На этом месте монах сделал паузу, чтобы я прочувствовал всю важность его слов, а потом продолжил.
— Святого старца Федора Томского ещё называют Повелителем радуги. Когда накануне своей кончины он возвращался из Зерцал в Томск, то за сто вёрст до губернского города его повозку стали сопровождать два радужных столба.
В декабре никакие грозы и дожди в Сибири из‑за морозов невозможны. А летом 1995 года на территории нашего монастыря откопали его святые мощи, и над могилой тоже взошла радуга, хотя дождя не было и в помине.
— Привет, папа. У меня всё нормально. Жив, здоров. Из ополчения практически вышел. Пока укропы сохраняют перемирие, можно и мирными делами позаниматься. В Донбассе сейчас столько дел! Надо восстанавливать экономику, хозяйственные связи, поднимать предприятия из руин. Мотаемся с Азаматом по шахтам и заводам. Из джипа вылезаем, чтобы только поспать. Живу у бабушки, на втором этаже. Мировая старуха! В ней столько энергии! Прямо перекипает через край. Даже можно позавидовать. Я познакомил её с Азаматом, и они нашли общий язык. Скажи, а почему ты не принял приглашение бабушки и в 90‑х годах не переехал в Донецк?
— Я воевал на других фронтах, сын. Это был не мой плацдарм.
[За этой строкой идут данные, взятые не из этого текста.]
//! Bounded worker pool that applies network state through a driver.
//!
//! Callers hand over a network's full desired state and return at once.
//! The latest state per network is kept in a pending table and only the
//! network ID travels through the queue, so bursts collapse into a single
//! apply and an older state is never applied after a newer one. Applies for
//! one network are serialised; different networks proceed in parallel.
//!
//! Every finished job is folded into a per-network [`SyncStatus`] and
//! published as a [`SyncReport`] to subscribers.

use std::collections::HashMap;
use std::fmt;
use std::sync::Arc;
use std::time::Duration;

use chrono::{DateTime, Utc};
use parking_lot::{Mutex, RwLock};
use tokio::sync::{broadcast, mpsc};
use tokio::task::JoinHandle;
use tracing::{debug, info, warn};

use super::Driver;
use crate::config::DriverConfig;
use crate::types::NetState;

/// Capacity of the report broadcast channel.
const REPORT_CAPACITY: usize = 128;

/// Outcome of one sync job.
#[derive(Debug, Clone, PartialEq, Eq)]
pub struct SyncReport {
    /// Network that was synced.
    pub network_id: String,
    /// Driver calls made, including retries.
    pub attempts: u32,
    /// Final error, if the job failed.
    pub error: Option<String>,
    /// The job was abandoned because a newer state for the same network
    /// arrived; that state is applied by a later job.
    pub superseded: bool,
    /// When the job finished.
    pub finished_at: DateTime<Utc>,
}

impl SyncReport {
    /// Whether the driver eventually accepted the state.
    #[must_use]
    pub fn succeeded(&self) -> bool {
        self.error.is_none() && !self.superseded
    }
}

/// Running totals for one network.
#[derive(Debug, Clone, Default, PartialEq, Eq)]
pub struct SyncStatus {
    /// Sync requests received.
    pub dispatched: u64,
    /// Jobs the driver accepted.
    pub applied: u64,
    /// Jobs that failed after all retries.
    pub failed: u64,
    /// Jobs abandoned in favour of a newer state.
    pub superseded: u64,
    /// Error of the most recent failed job; cleared by a success.
    pub last_error: Option<String>,
    /// When the most recent job finished.
    pub last_attempt: Option<DateTime<Utc>>,
}

/// How a job ended.
enum Outcome {
    Applied,
    Superseded,
    Failed(String),
}

struct Shared {
    driver: Arc<dyn Driver>,
    /// Latest undelivered state per network.
    pending: Mutex<HashMap<String, NetState>>,
    /// Serialises applies per network.
    apply_locks: Mutex<HashMap<String, Arc<tokio::sync::Mutex<()>>>>,
    status: RwLock<HashMap<String, SyncStatus>>,
    reports: broadcast::Sender<SyncReport>,
    max_retries: u32,
    backoff: Duration,
}

impl Shared {
    fn apply_lock(&self, network_id: &str) -> Arc<tokio::sync::Mutex<()>> {
        Arc::clone(
            self.apply_locks
                .lock()
                .entry(network_id.to_string())
                .or_default(),
        )
    }

    async fn run_job(&self, network_id: &str) {
        let lock = self.apply_lock(network_id);
        let _guard = lock.lock().await;

        // Taken after the lock so a waiting job picks up the newest state.
        let Some(state) = self.pending.lock().remove(network_id) else {
            debug!(network = network_id, "sync already delivered by an earlier job");
            return;
        };

        let mut attempts = 0u32;
        let mut backoff = self.backoff;
        let outcome = loop {
            attempts += 1;
            match self.driver.configure(network_id, &state).await {
                Ok(()) => break Outcome::Applied,
                Err(e) if attempts <= self.max_retries => {
                    if self.pending.lock().contains_key(network_id) {
                        debug!(
                            network = network_id,
                            error = %e,
                            "Interface sync failed, newer state pending, not retrying"
                        );
                        break Outcome::Superseded;
                    }
                    warn!(
                        network = network_id,
                        attempt = attempts,
                        error = %e,
                        retry_in = ?backoff,
                        "Interface sync failed, retrying"
                    );
                    tokio::time::sleep(backoff).await;
                    backoff = backoff.saturating_mul(2);
                }
                Err(e) => break Outcome::Failed(e.to_string()),
            }
        };

        self.finish(network_id, attempts, outcome);
    }

    fn finish(&self, network_id: &str, attempts: u32, outcome: Outcome) {
        let now = Utc::now();
        {
            let mut status = self.status.write();
            let entry = status.entry(network_id.to_string()).or_default();
            entry.last_attempt = Some(now);
            match &outcome {
                Outcome::Applied => {
                    entry.applied += 1;
                    entry.last_error = None;
                }
                Outcome::Superseded => entry.superseded += 1,
                Outcome::Failed(e) => {
                    entry.failed += 1;
                    entry.last_error = Some(e.clone());
                }
            }
        }

        match &outcome {
            Outcome::Applied => debug!(network = network_id, attempts, "Interface sync applied"),
            Outcome::Superseded => {
                debug!(network = network_id, attempts, "Interface sync superseded");
            }
            Outcome::Failed(e) => {
                warn!(network = network_id, attempts, error = %e, "Interface sync gave up");
            }
        }

        // No subscribers is fine.
        let _ = self.reports.send(SyncReport {
            network_id: network_id.to_string(),
            attempts,
            superseded: matches!(outcome, Outcome::Superseded),
            error: match outcome {
                Outcome::Failed(e) => Some(e),
                Outcome::Applied | Outcome::Superseded => None,
            },
            finished_at: now,
        });
    }
}

/// Dispatches interface syncs to a fixed pool of workers.
pub struct SyncDispatcher {
    shared: Arc<Shared>,
    queue: Mutex<Option<mpsc::Sender<String>>>,
    workers: Mutex<Vec<JoinHandle<()>>>,
}

impl SyncDispatcher {
    /// Starts the worker pool. Must be called inside a tokio runtime.
    #[must_use]
    pub fn new(driver: Arc<dyn Driver>, config: &DriverConfig) -> Self {
        let (tx, rx) = mpsc::channel::<String>(config.queue_depth.max(1));
        let (reports, _) = broadcast::channel(REPORT_CAPACITY);
        let shared = Arc::new(Shared {
            driver,
            pending: Mutex::new(HashMap::new()),
            apply_locks: Mutex::new(HashMap::new()),
            status: RwLock::new(HashMap::new()),
            reports,
            max_retries: config.max_retries,
            backoff: config.retry_backoff(),
        });

        let rx = Arc::new(tokio::sync::Mutex::new(rx));
        let workers = (0..config.workers.max(1))
            .map(|worker| {
                let rx = Arc::clone(&rx);
                let shared = Arc::clone(&shared);
                tokio::spawn(async move {
                    loop {
                        let next = rx.lock().await.recv().await;
                        let Some(network_id) = next else {
                            break;
                        };
                        shared.run_job(&network_id).await;
                    }
                    debug!(worker, "sync worker stopped");
                })
            })
            .collect();

        info!(
            workers = config.workers,
            queue_depth = config.queue_depth,
            "Started interface sync workers"
        );

        Self {
            shared,
            queue: Mutex::new(Some(tx)),
            workers: Mutex::new(workers),
        }
    }

    /// Hands a network's desired state to the pool.
    ///
    /// Waits only for queue capacity, never for the driver.
    pub async fn dispatch(&self, network_id: &str, state: NetState) {
        self.shared
            .status
            .write()
            .entry(network_id.to_string())
            .or_default()
            .dispatched += 1;

        // The queue stays locked while recording the state so shutdown
        // cannot slip in between and strand it in the pending table.
        let tx = {
            let queue = self.queue.lock();
            let Some(tx) = queue.as_ref() else {
                warn!(network = network_id, "sync dispatcher is shut down, dropping sync");
                return;
            };
            let newly_pending = self
                .shared
                .pending
                .lock()
                .insert(network_id.to_string(), state)
                .is_none();
            if !newly_pending {
                debug!(network = network_id, "sync coalesced into pending job");
                return;
            }
            tx.clone()
        };

        if tx.send(network_id.to_string()).await.is_err() {
            warn!(network = network_id, "sync workers are gone, dropping sync");
        }
    }

    /// Subscribes to job reports.
    #[must_use]
    pub fn subscribe(&self) -> broadcast::Receiver<SyncReport> {
        self.shared.reports.subscribe()
    }

    /// Totals for one network, if it was ever dispatched.
    #[must_use]
    pub fn status(&self, network_id: &str) -> Option<SyncStatus> {
        self.shared.status.read().get(network_id).cloned()
    }

    /// Closes the queue and waits for the workers to drain it.
    pub async fn shutdown(&self) {
        drop(self.queue.lock().take());
        let workers: Vec<JoinHandle<()>> = std::mem::take(&mut *self.workers.lock());
        for worker in workers {
            if let Err(e) = worker.await {
                warn!(error = %e, "sync worker panicked");
            }
        }
    }
}

impl fmt::Debug for SyncDispatcher {
    fn fmt(&self, f: &mut fmt::Formatter<'_>) -> fmt::Result {
        f.debug_struct("SyncDispatcher")
            .field("pending", &self.shared.pending.lock().len())
            .field("workers", &self.workers.lock().len())
            .finish()
    }
}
— Не понимаю. Ты отказался от денег, от положения из‑за дурацкой обиды на родную мать? Наша жизнь могла бы сложиться совсем иначе.
— Да, мы были бы другими, и не факт, что лучше.
— Извини. Не мне тебя учить. Тут ещё одно событие произошло. Катя Иванова приехала в Донецк, нашла меня, разрыдалась: мол, Данила, прости, была конченой дурой, повелась на националистическую пропаганду, я тебя люблю и жить без тебя не могу. Я, конечно, дал ей от ворот поворот и выпроводил из офиса. Но она не уехала, поселилась в гостинице и стала названивать мне по несколько раз в день. Высиживала на лавочке возле офиса, дожидалась меня из поездок по республике. В общем, я не устоял и переспал с ней.
— А ты не боишься, что она тебя снова предаст? Посмотри правде в глаза: не всепоглощающая любовь к тебе привела её в Донбасс, а твой новый статус — внука Анастасии Акимовны Нестеренко.
— Да понимаю я это! Но ведь все бабы такие. Самки, созданные природой, чтобы заботиться о потомстве, семье. Согласных с милым на рай в шалаше я ещё не встречал… Алло, алло… Папа, что молчишь? Ответь!
— Нет, не все. Белые вороны ещё остались, но нам на них не везёт. А что скажут твои друзья-однополчане?
— Монгол меня понимает. Вся эта история развивалась на его глазах. Ты же знаешь, я и в Донбасс поехал, чтобы её вернуть. Вот моя мечта и сбылась. Только немного не так, как хотелось бы… Совсем забыл тебе сказать — Барсу в Испании арестовали. Американцы по биллингу пробили его телефон, что он полгода находился на территории, подконтрольной сепаратистам, и сдали его испанской полиции. Теперь наш астроном сидит в каталонской тюрьме и дожидается приговора суда. Ему светит десять лет лишения свободы за терроризм. Мы уже нашли хорошего адвоката в Барселоне. Мне пока в Европу и Америку ездить не рекомендуется. Тебе, кстати, тоже. Даже Жозеф вызвал свою семью из Парижа и живёт в Москве. Подал документы на российское гражданство. А кроме них, никто в подробности моей личной жизни не посвящен. Правда, бабушке Катя тоже не нравится. Ну что, на свадьбу-то приедешь?